I have to admit that I wanted nothing to do with this little disagreement because it was all a little childish and I thought it would be a waste of my time. I haven’t changed my mind on that BTW, I thought you were just an angry young man looking for attention and to be honest, my post was directed to Simon anyway. Maybe I should made that clear – my bad.

As to your questions and comments:


Quoted from JR
You either skipped read or only read the first few pages of the script.


I rarely skip read, look at some of my posts and reviews and you will see that sometimes I go to great lengths with my notes/observations. I do have a tendency though to only read the first 5 to 10 pages of a script and this is just to see if it’s to my liking or not.

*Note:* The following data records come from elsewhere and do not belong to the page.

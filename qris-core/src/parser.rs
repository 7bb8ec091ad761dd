//! Free-form numeric entry parsing into exact decimals.

use std::str::FromStr;

use rust_decimal::Decimal;
use thiserror::Error;

/// Largest exponent magnitude accepted in scientific notation.
const MAX_EXPONENT: u32 = 28;

#[derive(Debug, Error, Clone, PartialEq, Eq)]
pub enum AmountParseError {
    #[error("amount is empty")]
    Empty,
    #[error("amount contains invalid characters")]
    InvalidCharacters,
    #[error("amount has more than one decimal point")]
    MultipleDecimalPoints,
    #[error("amount has no digits")]
    MissingDigits,
    #[error("amount has an invalid exponent")]
    InvalidExponent,
    #[error("amount is outside the supported range")]
    OutOfRange,
}

fn all_digits(s: &str) -> bool {
    s.chars().all(|c| c.is_ascii_digit())
}

fn split_sign(s: &str) -> (bool, &str) {
    if let Some(rest) = s.strip_prefix('-') {
        (true, rest)
    } else if let Some(rest) = s.strip_prefix('+') {
        (false, rest)
    } else {
        (false, s)
    }
}

fn parse_mantissa(s: &str) -> Result<Decimal, AmountParseError> {
    if s.chars().filter(|c| *c == '.').count() > 1 {
        return Err(AmountParseError::MultipleDecimalPoints);
    }

    let mut iter = s.splitn(2, '.');
    let whole = iter.next().unwrap_or("");
    let frac = iter.next().unwrap_or("");

    if !all_digits(whole) || !all_digits(frac) {
        return Err(AmountParseError::InvalidCharacters);
    }
    if whole.is_empty() && frac.is_empty() {
        return Err(AmountParseError::MissingDigits);
    }

    let whole = if whole.is_empty() { "0" } else { whole };
    let normalized = if frac.is_empty() {
        whole.to_string()
    } else {
        format!("{whole}.{frac}")
    };

    Decimal::from_str(&normalized).map_err(|_| AmountParseError::OutOfRange)
}

fn apply_exponent(mantissa: Decimal, exponent: &str) -> Result<Decimal, AmountParseError> {
    let (negative, digits) = split_sign(exponent);
    if digits.is_empty() || !all_digits(digits) {
        return Err(AmountParseError::InvalidExponent);
    }
    let magnitude: u32 = digits
        .parse()
        .map_err(|_| AmountParseError::InvalidExponent)?;
    if magnitude > MAX_EXPONENT {
        return Err(AmountParseError::OutOfRange);
    }

    let mut value = mantissa;
    for _ in 0..magnitude {
        value = if negative {
            value
                .checked_div(Decimal::TEN)
                .ok_or(AmountParseError::OutOfRange)?
        } else {
            value
                .checked_mul(Decimal::TEN)
                .ok_or(AmountParseError::OutOfRange)?
        };
    }
    Ok(value)
}

/// Parse a numeric entry such as `"10000"`, `"2.5"`, `".5"` or `"1e3"`.
///
/// Signs are accepted so that negative entries parse (and are later treated
/// as non-positive) instead of being reported as garbage.
pub fn parse_decimal(input: &str) -> Result<Decimal, AmountParseError> {
    let s = input.trim();
    if s.is_empty() {
        return Err(AmountParseError::Empty);
    }

    let (negative, unsigned) = split_sign(s);
    if unsigned.is_empty() {
        return Err(AmountParseError::MissingDigits);
    }

    let mut parts = unsigned.splitn(2, ['e', 'E']);
    let mantissa = parse_mantissa(parts.next().unwrap_or(""))?;
    let value = match parts.next() {
        Some(exponent) => apply_exponent(mantissa, exponent)?,
        None => mantissa,
    };

    Ok(if negative { -value } else { value })
}

/// `Some(value)` only when `input` parses to a number strictly greater than zero.
pub fn parse_positive(input: &str) -> Option<Decimal> {
    parse_decimal(input)
        .ok()
        .filter(|value| *value > Decimal::ZERO)
}

#[cfg(test)]
mod tests {
    use super::*;

    fn dec(s: &str) -> Decimal {
        Decimal::from_str(s).unwrap()
    }

    #[test]
    fn parses_integer_amount() {
        assert_eq!(parse_decimal("10000").unwrap(), dec("10000"));
    }

    #[test]
    fn parses_decimal_amount() {
        assert_eq!(parse_decimal("2.5").unwrap(), dec("2.5"));
    }

    #[test]
    fn parses_leading_and_trailing_dot() {
        assert_eq!(parse_decimal(".5").unwrap(), dec("0.5"));
        assert_eq!(parse_decimal("1.").unwrap(), dec("1"));
    }

    #[test]
    fn parses_surrounding_whitespace() {
        assert_eq!(parse_decimal("  42 \n").unwrap(), dec("42"));
    }

    #[test]
    fn parses_scientific_notation() {
        assert_eq!(parse_decimal("1e3").unwrap(), dec("1000"));
        assert_eq!(parse_decimal("2.5E-1").unwrap(), dec("0.25"));
    }

    #[test]
    fn parses_signed_values() {
        assert_eq!(parse_decimal("-4").unwrap(), dec("-4"));
        assert_eq!(parse_decimal("+3").unwrap(), dec("3"));
    }

    #[test]
    fn rejects_empty() {
        assert_eq!(parse_decimal("   "), Err(AmountParseError::Empty));
    }

    #[test]
    fn rejects_invalid_chars() {
        assert_eq!(parse_decimal("1,0"), Err(AmountParseError::InvalidCharacters));
        assert_eq!(parse_decimal("abc"), Err(AmountParseError::InvalidCharacters));
    }

    #[test]
    fn rejects_multiple_points() {
        assert_eq!(
            parse_decimal("1.2.3"),
            Err(AmountParseError::MultipleDecimalPoints)
        );
    }

    #[test]
    fn rejects_bare_sign_and_dot() {
        assert_eq!(parse_decimal("-"), Err(AmountParseError::MissingDigits));
        assert_eq!(parse_decimal("."), Err(AmountParseError::MissingDigits));
    }

    #[test]
    fn rejects_bad_exponent() {
        assert_eq!(parse_decimal("1e"), Err(AmountParseError::InvalidExponent));
        assert_eq!(parse_decimal("1e+x"), Err(AmountParseError::InvalidExponent));
    }

    #[test]
    fn rejects_values_beyond_decimal_range() {
        assert_eq!(parse_decimal("1e40"), Err(AmountParseError::OutOfRange));
        assert_eq!(parse_decimal("9e28"), Err(AmountParseError::OutOfRange));
    }

    #[test]
    fn positive_filter() {
        assert_eq!(parse_positive("5"), Some(dec("5")));
        assert_eq!(parse_positive("0"), None);
        assert_eq!(parse_positive("-1"), None);
        assert_eq!(parse_positive("x"), None);
        assert_eq!(parse_positive(""), None);
    }
}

If it’s not then I will rarely leave comments although on occasions I admit to having done so for a laugh or because I felt it was appropriate. None of us are perfect, right.


Quoted from JR
The only way to know what's going on in the story is to read the whole thing. Simple, eh?


I did read the whole thing – twice! And let me add the first person to leave any feedback two weeks after the revision was uploaded… glad you appreciated the reads.


Quoted from JR
You said you're not sure the whole meaning of the story.


Yes! Meaning of the story… I understand what the story is about but I don’t understand why it’s happening? Now this wouldn’t always matter but I’m a curious sod and you’re turning this into a feature so I think it will become an important question later down the line. Why would a spirit visit her brother so late in the pregnancy, what is the purpose of the visit – connection is vague and left me wondering is all. I don’t think you can build a feature around a subject matter as vague but this is just my opinion and it seems others like this tale so who cares what I think – I was just stating what I thought. Guess what you're going to get from a public forum - opinions and they're always different.


Quoted from JR
What, are you smoking?


Nothing. Haven’t smoked in a long time, think over ten years now, thanks for asking.


Quoted from JR
did you read the logline?


Yes.


Quoted from JR
do you even know why it's called the Visit?


I think I have an idea.


Quoted from JR
...unrealistic dialogue which was filtered throughout. <<< really, are you high?


No. May have been drunk though…let me think. Yes it was late Monday so I would have been on my second bottle of red by then. I stand by my original comment.


Quoted from JR
One question, Coop, what are you really doing here in SS?


Ah, the question we all want answered… what is the meaning of life? What! Sorry I’m going off topic. It’s a funny story, one day I was looking for a cooking forum to help me cook a soufflé but I just happened upon this site and haven’t been able to leave since… hence to say my partner is still asking for a soufflé.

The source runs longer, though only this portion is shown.